THE PROBLEM: Pick out the lines below that include the string "format".

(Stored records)
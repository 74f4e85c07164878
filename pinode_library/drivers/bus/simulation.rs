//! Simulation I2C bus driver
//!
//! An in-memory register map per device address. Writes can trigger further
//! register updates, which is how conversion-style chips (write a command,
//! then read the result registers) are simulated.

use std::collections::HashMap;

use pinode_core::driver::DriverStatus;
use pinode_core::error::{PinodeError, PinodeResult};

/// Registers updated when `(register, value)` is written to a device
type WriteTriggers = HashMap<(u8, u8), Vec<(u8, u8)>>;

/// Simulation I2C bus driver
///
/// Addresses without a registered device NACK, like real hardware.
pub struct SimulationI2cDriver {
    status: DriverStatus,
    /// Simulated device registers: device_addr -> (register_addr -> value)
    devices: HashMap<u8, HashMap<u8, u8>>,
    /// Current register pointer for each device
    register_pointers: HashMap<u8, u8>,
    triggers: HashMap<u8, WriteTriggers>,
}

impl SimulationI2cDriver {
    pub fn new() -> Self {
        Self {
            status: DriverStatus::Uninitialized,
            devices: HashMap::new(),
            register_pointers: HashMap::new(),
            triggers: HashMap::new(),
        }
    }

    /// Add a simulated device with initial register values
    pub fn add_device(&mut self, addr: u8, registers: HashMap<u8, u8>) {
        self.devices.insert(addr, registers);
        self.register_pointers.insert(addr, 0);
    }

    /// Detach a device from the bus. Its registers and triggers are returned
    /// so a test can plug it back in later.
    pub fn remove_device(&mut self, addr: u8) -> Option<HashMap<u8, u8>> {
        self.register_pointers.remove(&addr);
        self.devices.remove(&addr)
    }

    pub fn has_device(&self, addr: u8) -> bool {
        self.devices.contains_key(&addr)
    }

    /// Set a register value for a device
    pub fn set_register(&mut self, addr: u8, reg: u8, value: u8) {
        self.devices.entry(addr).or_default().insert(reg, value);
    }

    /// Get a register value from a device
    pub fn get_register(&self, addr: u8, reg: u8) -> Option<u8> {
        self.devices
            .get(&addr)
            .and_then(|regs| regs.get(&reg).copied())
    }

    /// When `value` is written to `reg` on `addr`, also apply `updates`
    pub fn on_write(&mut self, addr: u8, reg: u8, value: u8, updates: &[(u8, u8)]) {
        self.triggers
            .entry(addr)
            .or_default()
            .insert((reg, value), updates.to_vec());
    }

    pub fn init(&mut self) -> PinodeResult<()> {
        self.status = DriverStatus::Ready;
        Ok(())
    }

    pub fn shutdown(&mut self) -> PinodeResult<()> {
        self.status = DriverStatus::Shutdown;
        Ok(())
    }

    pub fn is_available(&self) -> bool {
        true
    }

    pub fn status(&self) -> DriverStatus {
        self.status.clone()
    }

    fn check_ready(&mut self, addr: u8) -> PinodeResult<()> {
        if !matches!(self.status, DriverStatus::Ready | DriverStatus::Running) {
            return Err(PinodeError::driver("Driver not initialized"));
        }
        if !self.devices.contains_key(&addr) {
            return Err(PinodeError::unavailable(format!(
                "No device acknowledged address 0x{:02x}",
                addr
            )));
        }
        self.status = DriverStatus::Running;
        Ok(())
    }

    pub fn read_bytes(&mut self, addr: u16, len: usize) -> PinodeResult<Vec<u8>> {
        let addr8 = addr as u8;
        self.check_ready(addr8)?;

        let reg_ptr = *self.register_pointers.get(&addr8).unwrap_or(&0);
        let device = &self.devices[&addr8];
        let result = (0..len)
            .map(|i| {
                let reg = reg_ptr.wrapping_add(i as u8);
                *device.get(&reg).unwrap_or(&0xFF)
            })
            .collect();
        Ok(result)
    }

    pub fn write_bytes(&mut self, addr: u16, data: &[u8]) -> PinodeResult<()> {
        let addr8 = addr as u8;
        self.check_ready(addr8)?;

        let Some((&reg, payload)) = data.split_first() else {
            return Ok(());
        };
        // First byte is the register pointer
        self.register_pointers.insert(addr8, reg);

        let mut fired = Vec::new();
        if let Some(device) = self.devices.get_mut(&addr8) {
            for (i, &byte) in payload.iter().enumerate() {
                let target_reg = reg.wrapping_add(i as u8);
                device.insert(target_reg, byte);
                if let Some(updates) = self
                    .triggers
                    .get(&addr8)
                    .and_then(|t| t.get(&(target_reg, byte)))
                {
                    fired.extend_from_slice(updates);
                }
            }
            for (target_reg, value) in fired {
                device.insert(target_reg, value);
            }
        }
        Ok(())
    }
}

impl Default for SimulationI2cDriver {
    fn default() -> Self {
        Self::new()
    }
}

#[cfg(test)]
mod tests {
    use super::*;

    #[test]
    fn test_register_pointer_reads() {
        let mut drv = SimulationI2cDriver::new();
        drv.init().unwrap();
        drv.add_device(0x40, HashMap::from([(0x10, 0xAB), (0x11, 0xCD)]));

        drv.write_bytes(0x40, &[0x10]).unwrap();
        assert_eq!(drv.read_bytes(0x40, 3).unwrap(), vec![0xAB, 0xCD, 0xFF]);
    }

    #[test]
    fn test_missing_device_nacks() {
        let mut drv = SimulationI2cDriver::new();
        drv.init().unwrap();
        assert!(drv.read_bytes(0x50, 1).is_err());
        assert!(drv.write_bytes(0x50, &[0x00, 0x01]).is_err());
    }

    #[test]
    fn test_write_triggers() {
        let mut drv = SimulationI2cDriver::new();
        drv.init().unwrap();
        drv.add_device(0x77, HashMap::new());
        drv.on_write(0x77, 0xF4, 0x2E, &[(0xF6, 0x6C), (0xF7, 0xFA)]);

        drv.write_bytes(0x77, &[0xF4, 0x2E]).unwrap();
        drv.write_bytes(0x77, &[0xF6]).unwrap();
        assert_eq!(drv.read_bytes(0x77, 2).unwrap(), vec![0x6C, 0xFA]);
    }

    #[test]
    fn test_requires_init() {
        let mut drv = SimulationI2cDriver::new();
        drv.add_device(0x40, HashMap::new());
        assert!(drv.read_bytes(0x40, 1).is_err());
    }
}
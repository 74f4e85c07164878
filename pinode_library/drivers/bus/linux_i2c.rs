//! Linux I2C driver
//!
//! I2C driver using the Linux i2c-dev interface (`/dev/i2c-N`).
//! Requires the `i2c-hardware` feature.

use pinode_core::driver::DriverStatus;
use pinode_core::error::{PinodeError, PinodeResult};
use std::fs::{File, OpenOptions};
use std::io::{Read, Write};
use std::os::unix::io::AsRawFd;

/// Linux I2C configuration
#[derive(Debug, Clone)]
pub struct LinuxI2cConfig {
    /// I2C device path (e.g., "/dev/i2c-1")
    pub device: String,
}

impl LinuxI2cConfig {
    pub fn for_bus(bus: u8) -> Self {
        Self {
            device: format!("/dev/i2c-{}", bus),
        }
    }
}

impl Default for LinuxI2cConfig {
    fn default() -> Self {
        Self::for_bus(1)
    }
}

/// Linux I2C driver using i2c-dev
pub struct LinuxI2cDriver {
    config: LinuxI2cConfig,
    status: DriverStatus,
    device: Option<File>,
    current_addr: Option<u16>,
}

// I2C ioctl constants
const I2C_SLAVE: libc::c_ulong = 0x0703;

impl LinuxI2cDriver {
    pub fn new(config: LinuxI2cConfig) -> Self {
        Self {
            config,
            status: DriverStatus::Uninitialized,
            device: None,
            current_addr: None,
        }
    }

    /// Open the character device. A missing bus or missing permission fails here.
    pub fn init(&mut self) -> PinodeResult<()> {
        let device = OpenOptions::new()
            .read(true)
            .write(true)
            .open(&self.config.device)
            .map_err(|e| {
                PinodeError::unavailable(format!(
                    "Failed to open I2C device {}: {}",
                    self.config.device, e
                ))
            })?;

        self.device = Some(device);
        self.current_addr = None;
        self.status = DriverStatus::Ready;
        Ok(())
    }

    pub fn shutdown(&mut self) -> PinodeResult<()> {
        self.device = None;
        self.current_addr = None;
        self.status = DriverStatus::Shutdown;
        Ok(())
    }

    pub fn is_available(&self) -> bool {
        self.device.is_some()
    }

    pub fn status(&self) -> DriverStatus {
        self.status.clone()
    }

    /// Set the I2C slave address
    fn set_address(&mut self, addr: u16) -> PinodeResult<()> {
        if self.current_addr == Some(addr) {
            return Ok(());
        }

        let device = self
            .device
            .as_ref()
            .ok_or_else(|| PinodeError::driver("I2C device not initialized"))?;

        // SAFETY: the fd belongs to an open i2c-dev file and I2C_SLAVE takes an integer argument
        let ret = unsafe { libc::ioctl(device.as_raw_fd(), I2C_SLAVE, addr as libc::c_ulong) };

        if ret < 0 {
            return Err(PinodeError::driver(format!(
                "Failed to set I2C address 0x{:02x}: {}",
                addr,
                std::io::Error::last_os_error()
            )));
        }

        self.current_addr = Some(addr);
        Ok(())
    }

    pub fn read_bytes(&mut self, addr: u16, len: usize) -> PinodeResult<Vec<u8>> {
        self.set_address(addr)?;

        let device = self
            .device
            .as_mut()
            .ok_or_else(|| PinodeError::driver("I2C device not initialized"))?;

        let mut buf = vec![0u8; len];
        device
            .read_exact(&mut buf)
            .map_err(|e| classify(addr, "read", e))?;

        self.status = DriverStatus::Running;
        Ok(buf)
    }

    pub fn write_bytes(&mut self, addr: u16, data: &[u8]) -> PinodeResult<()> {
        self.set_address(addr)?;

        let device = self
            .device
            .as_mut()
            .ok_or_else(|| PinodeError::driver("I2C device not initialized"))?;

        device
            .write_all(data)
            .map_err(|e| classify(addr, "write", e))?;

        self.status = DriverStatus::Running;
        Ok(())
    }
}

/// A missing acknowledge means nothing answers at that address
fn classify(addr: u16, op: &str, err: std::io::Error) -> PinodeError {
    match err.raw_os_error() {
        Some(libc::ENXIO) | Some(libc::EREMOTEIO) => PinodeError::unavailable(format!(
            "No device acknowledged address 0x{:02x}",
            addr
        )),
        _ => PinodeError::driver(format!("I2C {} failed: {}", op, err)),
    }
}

SOLVED PROBLEM:
            return Err(PinodeError::unavailable(format!(
            device: format!("/dev/i2c-{}", bus),
                PinodeError::unavailable(format!(
            return Err(PinodeError::driver(format!(
        Some(libc::ENXIO) | Some(libc::EREMOTEIO) => PinodeError::unavailable(format!(
        _ => PinodeError::driver(format!("I2C {} failed: {}", op, err)),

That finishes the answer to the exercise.